02 April 2005

Food nostalgia

I've been reading a few food blogs this evening:

And I was thinking of how much I'm going to miss having a decent sized kitchen, not that there's even enough space in it now. I'm given to understand that apartments in LA are über-expensive to rent, and we'll probably have to downsize a lot. I'm going to miss my baking tins/trays, my two drawers of kitchen gadgets and utensils that have taken me 10 years to accumulate, my crazy but effective fan oven, our collection of all sorts of different flavoured alcohols (for cooking, not drinking), a pantry of hard-to-find dried and bottled food, and a whole host of other cooking things. The upside is that there will be plenty of 'ethnic' food stores in LA. Whether we'll be able to find them or get to them without sitting in traffic jams, and polluting the air, is another thing.

I'm sure the restaurants there will be good, but will we have any money to eat out? We've not eaten out much in Edinburgh recently... Quite a few of our favourite restaurants have closed in the last year. Among the much-missed are:
  • Fitzhenry's - replaced with a Smokestack, of all things (sacrilege),
  • JM's - a honest-to-goodness French bistro run by one man and a rotating waitress, where we spent many a happy evening getting stuffed, and
  • a Chinese restaurant on Inverleith Row - never knew its name, but it had good dim sum (for Edinburgh, that is... still can't compare to Glasgow/London, let alone Singapore/Hong Kong).
There are still plenty of excellent joints in town, but those places held special memories for us. JM's in particular was a real find. We've had a whole host of French bistro-like places that excel in 'Scottish-French' cooking (even though the demise of the Pierre Victoire chain cooled the field a little), but none had the true atmosphere of a man/woman in the kitchen, sweating over several hot stoves to feed a small, but crowded room of regular customers. I wonder where he is now...

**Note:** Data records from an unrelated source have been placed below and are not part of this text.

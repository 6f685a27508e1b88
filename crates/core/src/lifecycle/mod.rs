use std::{mem, time::Duration};

use crate::{
    host::{AudioHost, ContextState, MediaElement, NodeId, ProcessingContext},
    AnalyserOptions, AppConfig, BeatDetector, Color, DetectorConfig, FrequencySampler, PartyError,
    Result, Scheduler, Tick,
};

/// Resources of one built graph: source → analyser → output.
///
/// Only [`AudioGraphLifecycle`] creates or destroys these. Other components
/// borrow a handle for the duration of a single call.
#[derive(Debug)]
pub struct AudioGraphHandle<C: ProcessingContext> {
    pub(crate) context: C,
    pub(crate) analyser: NodeId,
    pub(crate) source: NodeId,
    pub(crate) media: C::Media,
}

impl<C: ProcessingContext> AudioGraphHandle<C> {
    pub fn context(&self) -> &C {
        &self.context
    }

    pub fn context_mut(&mut self) -> &mut C {
        &mut self.context
    }

    pub fn analyser(&self) -> NodeId {
        self.analyser
    }

    pub fn source(&self) -> NodeId {
        self.source
    }

    pub fn media(&self) -> &C::Media {
        &self.media
    }
}

/// Where the audio graph is in its lifetime.
#[derive(Debug, Clone, Copy, PartialEq, Eq)]
pub enum GraphPhase {
    Uninitialized,
    Suspended,
    Active,
    /// Terminal.
    Closed,
}

/// Result of a successful activation.
#[derive(Debug, Clone, PartialEq, Eq)]
pub enum Activation {
    Playing,
    /// The graph is live but the host refused playback. Beat detection sees
    /// silence until a later activation manages to start the media.
    Silent { reason: String },
}

enum GraphState<C: ProcessingContext> {
    Uninitialized { media: C::Media },
    Suspended(AudioGraphHandle<C>),
    Active(AudioGraphHandle<C>),
    Closed,
}

impl<C: ProcessingContext> GraphState<C> {
    fn phase(&self) -> GraphPhase {
        match self {
            GraphState::Uninitialized { .. } => GraphPhase::Uninitialized,
            GraphState::Suspended(_) => GraphPhase::Suspended,
            GraphState::Active(_) => GraphPhase::Active,
            GraphState::Closed => GraphPhase::Closed,
        }
    }
}

/// Owns the audio graph and the beat scheduler, and moves both through
/// Uninitialized → Active ⇄ Suspended → Closed.
///
/// The graph is built lazily on first activation and reused across
/// deactivate/activate cycles, so the media element is only ever attached to
/// one source node. [`reset`](Self::reset) and [`shutdown`](Self::shutdown)
/// are the only ways to release it.
pub struct AudioGraphLifecycle<H: AudioHost> {
    host: H,
    options: AnalyserOptions,
    state: GraphState<H::Context>,
    scheduler: Scheduler,
}

impl<H: AudioHost> AudioGraphLifecycle<H> {
    pub fn new(
        host: H,
        media: H::Media,
        options: AnalyserOptions,
        detector: DetectorConfig,
    ) -> Self {
        let scheduler = Scheduler::new(
            FrequencySampler::new(options.bin_count()),
            BeatDetector::new(detector),
        );
        Self {
            host,
            options,
            state: GraphState::Uninitialized { media },
            scheduler,
        }
    }

    /// Validates `config`, applies its looping flag to `media` and takes the
    /// analyser and detector settings from it.
    pub fn from_config(host: H, mut media: H::Media, config: &AppConfig) -> Result<Self> {
        config.validate()?;
        media.set_looping(config.audio.looping);
        Ok(Self::new(
            host,
            media,
            AnalyserOptions::from(&config.audio),
            config.detector.clone(),
        ))
    }

    pub fn phase(&self) -> GraphPhase {
        self.state.phase()
    }

    pub fn host(&self) -> &H {
        &self.host
    }

    pub fn scheduler(&self) -> &Scheduler {
        &self.scheduler
    }

    pub fn graph(&self) -> Option<&AudioGraphHandle<H::Context>> {
        match &self.state {
            GraphState::Suspended(graph) | GraphState::Active(graph) => Some(graph),
            _ => None,
        }
    }

    pub fn graph_mut(&mut self) -> Option<&mut AudioGraphHandle<H::Context>> {
        match &mut self.state {
            GraphState::Suspended(graph) | GraphState::Active(graph) => Some(graph),
            _ => None,
        }
    }

    /// The media element, wherever it currently lives. `None` once closed.
    pub fn media_mut(&mut self) -> Option<&mut H::Media> {
        match &mut self.state {
            GraphState::Uninitialized { media } => Some(media),
            GraphState::Suspended(graph) | GraphState::Active(graph) => Some(&mut graph.media),
            GraphState::Closed => None,
        }
    }

    /// Brings the graph to Active and arms the scheduler with `on_beat`.
    ///
    /// Builds the graph on first use and reuses it afterwards, resuming a
    /// context the host suspended before anything samples it. A refused
    /// playback is reported as [`Activation::Silent`], not as an error.
    /// Activating while already Active retries playback and re-arms a
    /// scheduler that was stopped through its [`crate::LoopControl`].
    pub fn activate(&mut self, on_beat: impl FnMut() -> Color + 'static) -> Result<Activation> {
        let mut graph = match mem::replace(&mut self.state, GraphState::Closed) {
            GraphState::Closed => return Err(PartyError::GraphClosed),
            GraphState::Uninitialized { media } => match self.build(media) {
                Ok(graph) => graph,
                Err((media, err)) => {
                    self.state = GraphState::Uninitialized { media };
                    return Err(err);
                }
            },
            GraphState::Suspended(graph) => {
                tracing::info!("reusing suspended audio graph");
                graph
            }
            GraphState::Active(mut graph) => {
                let activation = start_playback(&mut graph.media);
                self.state = GraphState::Active(graph);
                if !self.scheduler.is_running() {
                    tracing::info!("re-arming stopped beat scheduler");
                    self.scheduler.start(on_beat);
                }
                return Ok(activation);
            }
        };

        if graph.context.state() == ContextState::Suspended {
            tracing::info!("resuming suspended processing context");
            if let Err(err) = graph.context.resume() {
                tracing::warn!(%err, "processing context did not resume");
            }
        }

        let activation = start_playback(&mut graph.media);
        self.state = GraphState::Active(graph);
        self.scheduler.start(on_beat);
        Ok(activation)
    }

    /// Active → Suspended: stops the scheduler, then pauses playback. The
    /// graph stays allocated. A no-op in any other open phase.
    pub fn deactivate(&mut self) -> Result<()> {
        match mem::replace(&mut self.state, GraphState::Closed) {
            GraphState::Closed => Err(PartyError::GraphClosed),
            GraphState::Active(mut graph) => {
                self.scheduler.stop();
                graph.media.pause();
                self.state = GraphState::Suspended(graph);
                tracing::info!("audio graph suspended");
                Ok(())
            }
            other => {
                self.scheduler.stop();
                self.state = other;
                Ok(())
            }
        }
    }

    /// Tears the graph down and returns to Uninitialized, so the next
    /// activation builds a fresh one.
    pub fn reset(&mut self) -> Result<()> {
        self.scheduler.stop();
        let media = match mem::replace(&mut self.state, GraphState::Closed) {
            GraphState::Closed => return Err(PartyError::GraphClosed),
            GraphState::Uninitialized { media } => media,
            GraphState::Suspended(graph) | GraphState::Active(graph) => teardown(graph),
        };
        self.state = GraphState::Uninitialized { media };
        tracing::info!("audio graph reset");
        Ok(())
    }

    /// Final teardown. Every later call on the lifecycle fails with
    /// [`PartyError::GraphClosed`].
    pub fn shutdown(&mut self) -> Result<()> {
        self.scheduler.stop();
        match mem::replace(&mut self.state, GraphState::Closed) {
            GraphState::Closed => return Err(PartyError::GraphClosed),
            GraphState::Uninitialized { .. } => {}
            GraphState::Suspended(graph) | GraphState::Active(graph) => {
                drop(teardown(graph));
            }
        }
        tracing::info!("audio graph closed");
        Ok(())
    }

    /// One scheduler frame at `now`. Only an Active graph is sampled.
    pub fn tick(&mut self, now: Duration) -> Result<Tick> {
        let graph = match &mut self.state {
            GraphState::Closed => return Err(PartyError::GraphClosed),
            GraphState::Active(graph) => Some(graph),
            _ => None,
        };
        Ok(self.scheduler.tick(graph, now))
    }

    fn build(
        &mut self,
        media: H::Media,
    ) -> std::result::Result<AudioGraphHandle<H::Context>, (H::Media, PartyError)> {
        let mut context = match self.host.create_context() {
            Ok(context) => context,
            Err(err) => return Err((media, err)),
        };

        match wire(&mut context, &media, &self.options) {
            Ok((source, analyser)) => {
                tracing::info!(
                    source = media.source(),
                    bins = self.options.bin_count(),
                    "audio graph built"
                );
                Ok(AudioGraphHandle {
                    context,
                    analyser,
                    source,
                    media,
                })
            }
            Err(err) => {
                if let Err(close_err) = context.close() {
                    tracing::warn!(%close_err, "failed to release a half-built graph");
                }
                Err((media, err))
            }
        }
    }
}

impl<H: AudioHost> Drop for AudioGraphLifecycle<H> {
    fn drop(&mut self) {
        if self.phase() != GraphPhase::Closed {
            if let Err(err) = self.shutdown() {
                tracing::warn!(%err, "audio graph teardown on drop failed");
            }
        }
    }
}

impl<H: AudioHost> std::fmt::Debug for AudioGraphLifecycle<H> {
    fn fmt(&self, f: &mut std::fmt::Formatter<'_>) -> std::fmt::Result {
        f.debug_struct("AudioGraphLifecycle")
            .field("phase", &self.phase())
            .field("options", &self.options)
            .field("scheduler", &self.scheduler)
            .finish()
    }
}

fn wire<C: ProcessingContext>(
    context: &mut C,
    media: &C::Media,
    options: &AnalyserOptions,
) -> Result<(NodeId, NodeId)> {
    let analyser = context.create_analyser(options)?;
    let source = context.create_media_source(media)?;
    context.connect(source, analyser)?;
    context.connect_to_destination(analyser)?;
    Ok((source, analyser))
}

fn start_playback<M: MediaElement>(media: &mut M) -> Activation {
    if media.is_playing() {
        return Activation::Playing;
    }

    match media.play() {
        Ok(()) => Activation::Playing,
        Err(err) => {
            tracing::warn!(%err, source = media.source(), "playback did not start, staying silent");
            Activation::Silent {
                reason: err.to_string(),
            }
        }
    }
}

/// Disconnects both nodes and closes the context, handing the media back.
fn teardown<C: ProcessingContext>(graph: AudioGraphHandle<C>) -> C::Media {
    let AudioGraphHandle {
        mut context,
        analyser,
        source,
        mut media,
    } = graph;

    media.pause();
    for node in [source, analyser] {
        if let Err(err) = context.disconnect(node) {
            tracing::warn!(%err, %node, "failed to disconnect audio node");
        }
    }
    if let Err(err) = context.close() {
        tracing::warn!(%err, "failed to close processing context");
    }
    media
}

Was left to my own devices tonight, so I baked a sole (don't know which type) with some lemon zest and juice squeezed into a little dashi (Japanese fish stock), with a very wee dram of random alcohol (Martini this time), and a knob of butter. How is it that when I cook, the kitchen looks untouched when I'm done, but when a blokey cooks, it looks like a wee tornado passed through the kitchen?